_Task item:_
The answer must be every line of the records below that contains the word "Clone", copied out.

(Stored data entries)
....................

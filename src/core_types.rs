//! Core identity types used throughout the system
//!
//! Export ids, organization identifiers and the per-request identity
//! context supplied by the authentication layer.

use std::fmt;
use std::str::FromStr;

use serde::{Deserialize, Serialize};

/// Export ID - ULID-based unique identifier
///
/// Using ULID provides:
/// - Monotonic, sortable IDs
/// - No coordination needed between organization services
/// - 128-bit with good entropy
#[derive(Debug, Clone, Copy, PartialEq, Eq, Hash, Serialize, Deserialize)]
#[serde(transparent)]
pub struct ExportId(ulid::Ulid);

impl ExportId {
    /// Generate a new unique ExportId
    pub fn new() -> Self {
        Self(ulid::Ulid::new())
    }

    /// Get the inner ULID value
    pub fn inner(&self) -> ulid::Ulid {
        self.0
    }
}

impl Default for ExportId {
    fn default() -> Self {
        Self::new()
    }
}

impl fmt::Display for ExportId {
    fn fmt(&self, f: &mut fmt::Formatter<'_>) -> fmt::Result {
        write!(f, "{}", self.0)
    }
}

impl FromStr for ExportId {
    type Err = ulid::DecodeError;

    fn from_str(s: &str) -> Result<Self, Self::Err> {
        Ok(Self(ulid::Ulid::from_string(s)?))
    }
}

/// Organization ID - opaque identifier assigned by the consortium registrar
///
/// Singleton participants (exchange, authority, national bank, customs) use
/// their well-known registrar id; banks each carry their own.
#[derive(Debug, Clone, PartialEq, Eq, Hash, Serialize, Deserialize)]
#[serde(transparent)]
pub struct OrgId(String);

impl OrgId {
    pub fn new(id: impl Into<String>) -> Self {
        Self(id.into())
    }

    pub fn as_str(&self) -> &str {
        &self.0
    }
}

impl fmt::Display for OrgId {
    fn fmt(&self, f: &mut fmt::Formatter<'_>) -> fmt::Result {
        write!(f, "{}", self.0)
    }
}

impl From<&str> for OrgId {
    fn from(s: &str) -> Self {
        Self(s.to_string())
    }
}

/// The seven independent organizations participating in an export
#[derive(Debug, Clone, Copy, PartialEq, Eq, Hash, Serialize, Deserialize)]
#[serde(rename_all = "SCREAMING_SNAKE_CASE")]
pub enum OrgKind {
    /// The exporter's bank - creates and owns the export record
    ExporterBank,
    /// Commodity exchange - verifies the coffee lot
    CommodityExchange,
    /// Coffee and tea authority - licenses, quality and contract approval
    CoffeeAuthority,
    /// National bank - FX approval and repatriation confirmation
    NationalBank,
    /// Customs authority - declaration clearance
    Customs,
    /// Commercial bank - document verification and payment confirmation
    CommercialBank,
    /// Shipping line - scheduling through delivery
    ShippingLine,
}

impl OrgKind {
    /// Get the canonical topic/room name for this organization kind
    pub fn as_str(&self) -> &'static str {
        match self {
            OrgKind::ExporterBank => "EXPORTER_BANK",
            OrgKind::CommodityExchange => "COMMODITY_EXCHANGE",
            OrgKind::CoffeeAuthority => "COFFEE_AUTHORITY",
            OrgKind::NationalBank => "NATIONAL_BANK",
            OrgKind::Customs => "CUSTOMS",
            OrgKind::CommercialBank => "COMMERCIAL_BANK",
            OrgKind::ShippingLine => "SHIPPING_LINE",
        }
    }
}

impl fmt::Display for OrgKind {
    fn fmt(&self, f: &mut fmt::Formatter<'_>) -> fmt::Result {
        write!(f, "{}", self.as_str())
    }
}

/// Role of an actor within its organization
///
/// Roles are issued by the out-of-scope authentication layer. ReadOnly
/// identities may query but never apply transitions.
#[derive(Debug, Clone, Copy, PartialEq, Eq, Serialize, Deserialize)]
#[serde(rename_all = "SCREAMING_SNAKE_CASE")]
pub enum Role {
    Admin,
    Operator,
    ReadOnly,
}

impl Role {
    /// Whether this role may invoke state-changing operations
    #[inline]
    pub fn can_write(&self) -> bool {
        !matches!(self, Role::ReadOnly)
    }
}

/// Per-request identity supplied by the authentication layer
///
/// Trusted as-is by the engine. Provenance fields are optional and flow
/// into the audit trail only.
#[derive(Debug, Clone, Serialize, Deserialize)]
pub struct IdentityContext {
    pub actor_id: String,
    pub org_id: OrgId,
    pub org_kind: OrgKind,
    pub role: Role,
    #[serde(default, skip_serializing_if = "Option::is_none")]
    pub ip_address: Option<String>,
    #[serde(default, skip_serializing_if = "Option::is_none")]
    pub user_agent: Option<String>,
}

impl IdentityContext {
    pub fn new(
        actor_id: impl Into<String>,
        org_id: impl Into<OrgId>,
        org_kind: OrgKind,
        role: Role,
    ) -> Self {
        Self {
            actor_id: actor_id.into(),
            org_id: org_id.into(),
            org_kind,
            role,
            ip_address: None,
            user_agent: None,
        }
    }

    pub fn with_provenance(mut self, ip_address: Option<String>, user_agent: Option<String>) -> Self {
        self.ip_address = ip_address;
        self.user_agent = user_agent;
        self
    }
}

impl From<String> for OrgId {
    fn from(s: String) -> Self {
        Self(s)
    }
}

....................

_Exercise result:_
#[derive(Debug, Clone, Copy, PartialEq, Eq, Hash, Serialize, Deserialize)]
#[derive(Debug, Clone, PartialEq, Eq, Hash, Serialize, Deserialize)]
#[derive(Debug, Clone, Copy, PartialEq, Eq, Hash, Serialize, Deserialize)]
#[derive(Debug, Clone, Copy, PartialEq, Eq, Serialize, Deserialize)]
#[derive(Debug, Clone, Serialize, Deserialize)]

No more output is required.